'In The Heights' (the 'Heights' being the Washington Heights neighbourhood, New York) is a relatively new musical but it's had a big impact, been very well received and has won three Olivier awards. Written by Lin-Manuel Miranda, it tells the story of a neighbourhood struggling with gentrification, resulting in the locals and their businesses being forced to close up and move on as they can't afford to stay.
Right from the start, this production packs an absolute punch. The opening ensemble number doesn't give you any chance to take a breath. We are plunged into the colourful, vibrant world of 'The Heights' and there's hardly chance to come up for air!
For me, the strength of the show lies in the ensemble numbers which are quite simply astounding in their vitality, energy and vibrancy. Everyone performs to the absolute max and there is so much going on that it's difficult not to miss something fantastic. The dancing, which is a mix of Latin and Hip Hop, is of an extremely high standard with some very well executed lifts and wonderful group choreography.
Usnavi (Rhys Nuttall) is an extremely likeable character who opens the show with a rap. Now - rapping isn't for everyone but Rhys certainly got this right, it was well measured and delivered slickly – every word could be distinguished and he seemed very comfortable with it. Rhys really suits this role, I found him very watchable indeed.
Rosie Plummer, who plays Nina, has a beautiful voice which I believe is worthy of the professional stage. Her rendition of 'Alabanza' was very touching and emotional. She certainly manages to convey the meaning and feeling of everything she sings.
Daniela, the salon owner (Jordanne Woodward) has bags of sass and then some more! She is fabulous! She put me in mind of Anita in West Side Story. Her delivery and presence is excellent.
I did enjoy Tom Kehoe's uber-camp portrayal of Piraguero. He camped it up beautifully with just the right amount of flourish where needed!
My favourite non-ensemble song was 'Enough' sung by Camila (Samantha Bates) because she was at her blazing matriarchal finest. I was totally convinced by her performance as a wife and mother on the edge, caught in the middle between her husband and her daughter. She was fiery and impassioned and had me totally transfixed. There is absolutely no doubt whatsoever that she is in charge!
'Carnaval del Barrio' really ramped up the energy in the second half – not that it was in any danger of flagging. This was so enjoyable to watch and the vitality was almost tangible!
The set is absolutely amazing - I especially loved the view of Brooklyn Bridge and the night sky behind it (complete with stars). A special mention must go to all those involved with the set construction and design, you have surpassed yourselves.

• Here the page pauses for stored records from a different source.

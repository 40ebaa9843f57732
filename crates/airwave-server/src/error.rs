//! Error types for the server module.

use std::time::Duration;

use thiserror::Error;

/// Errors that can occur while coordinating with the broadcast server.
#[derive(Debug, Error)]
pub enum ServerError {
    /// The status source could not be read or parsed.
    #[error("Discovery failed: {0}")]
    Discovery(String),

    /// The status source did not answer in time.
    #[error("Discovery timed out after {0:?}")]
    DiscoveryTimeout(Duration),

    /// Neither discovery nor configuration supplied a source password.
    #[error("No source password configured or discovered")]
    MissingCredential,

    /// Host/port/mount do not form a valid connection URL.
    #[error("Invalid ingest target: {0}")]
    InvalidTarget(String),

    /// The server did not accept a connection.
    #[error("Broadcast server {address} unreachable: {reason}")]
    Unreachable {
        /// host:port that was probed.
        address: String,

        /// Failure description.
        reason: String,
    },

    /// The server config is not well-formed XML.
    #[error("Malformed server config: {0}")]
    Xml(String),

    /// IO error.
    #[error("IO error: {0}")]
    Io(#[from] std::io::Error),
}

impl From<quick_xml::Error> for ServerError {
    fn from(err: quick_xml::Error) -> Self {
        ServerError::Xml(err.to_string())
    }
}
//! ffmpeg argument construction.

use airwave_ipc::{EncodingConfig, InputDescriptor};

use crate::FormatProfile;

/// Encoder executable used when none is configured.
pub const DEFAULT_ENCODER_PATH: &str = "ffmpeg";

/// Everything needed to build one encoder invocation.
#[derive(Debug, Clone)]
pub struct EncoderArgs<'a> {
    /// Audio source.
    pub input: &'a InputDescriptor,

    /// Encoding parameters.
    pub encoding: &'a EncodingConfig,

    /// Format for this attempt.
    pub profile: &'a FormatProfile,

    /// Display name announced to the broadcast server.
    pub stream_name: &'a str,

    /// Ingest connection string, credential included.
    pub output_url: &'a str,
}

impl EncoderArgs<'_> {
    /// Build the argument list for the current platform.
    pub fn build(&self) -> Vec<String> {
        self.build_for(std::env::consts::OS)
    }

    /// Build the argument list as it would be on `os`.
    pub fn build_for(&self, os: &str) -> Vec<String> {
        let mut args: Vec<String> = ["-hide_banner", "-nostats", "-loglevel", "warning"]
            .iter()
            .map(|s| s.to_string())
            .collect();

        args.extend(input_args(self.input, os));

        args.extend([
            "-vn".to_string(),
            "-c:a".to_string(),
            self.profile.codec.clone(),
            "-b:a".to_string(),
            format!("{}k", self.encoding.bitrate_kbps),
            "-ar".to_string(),
            self.encoding.sample_rate.to_string(),
            "-ac".to_string(),
            self.encoding.channels.to_string(),
        ]);
        args.extend(self.profile.extra_args.iter().cloned());
        args.extend([
            "-content_type".to_string(),
            self.profile.content_type.clone(),
            "-ice_name".to_string(),
            self.stream_name.to_string(),
            "-f".to_string(),
            self.profile.container.clone(),
            self.output_url.to_string(),
        ]);

        args
    }
}

fn input_args(input: &InputDescriptor, os: &str) -> Vec<String> {
    match input {
        InputDescriptor::File(path) => vec!["-re".into(), "-i".into(), path.clone()],
        InputDescriptor::Device(id) => {
            let (format, source) = match os {
                "windows" => ("dshow", format!("audio={id}")),
                "macos" => ("avfoundation", format!(":{id}")),
                _ => ("alsa", id.clone()),
            };
            vec!["-f".into(), format.into(), "-i".into(), source]
        }
    }
}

Credit must also go to the lighting crew who took us from sunrise to sunset and also managed to convey the feel of a firework display which was done simply but extremely effectively.
The cast have captured the spirited neighbourhood vibe very well indeed, it really does feel like a proper community on the stage and the atmosphere and ethos is very authentic.
I did find that some of the plot points were lost amongst the singing as there are so many songs and most of the story is told through the lyrics. This is not a criticism of this production but of the writing itself. The songs are fast and loud and sometimes it feels as though if you blink, you've missed something relevant.
A huge well done to all involved with this MAODS production. You are to be congratulated for your stamina, energy and exuberance which was magnificently conveyed to your audience.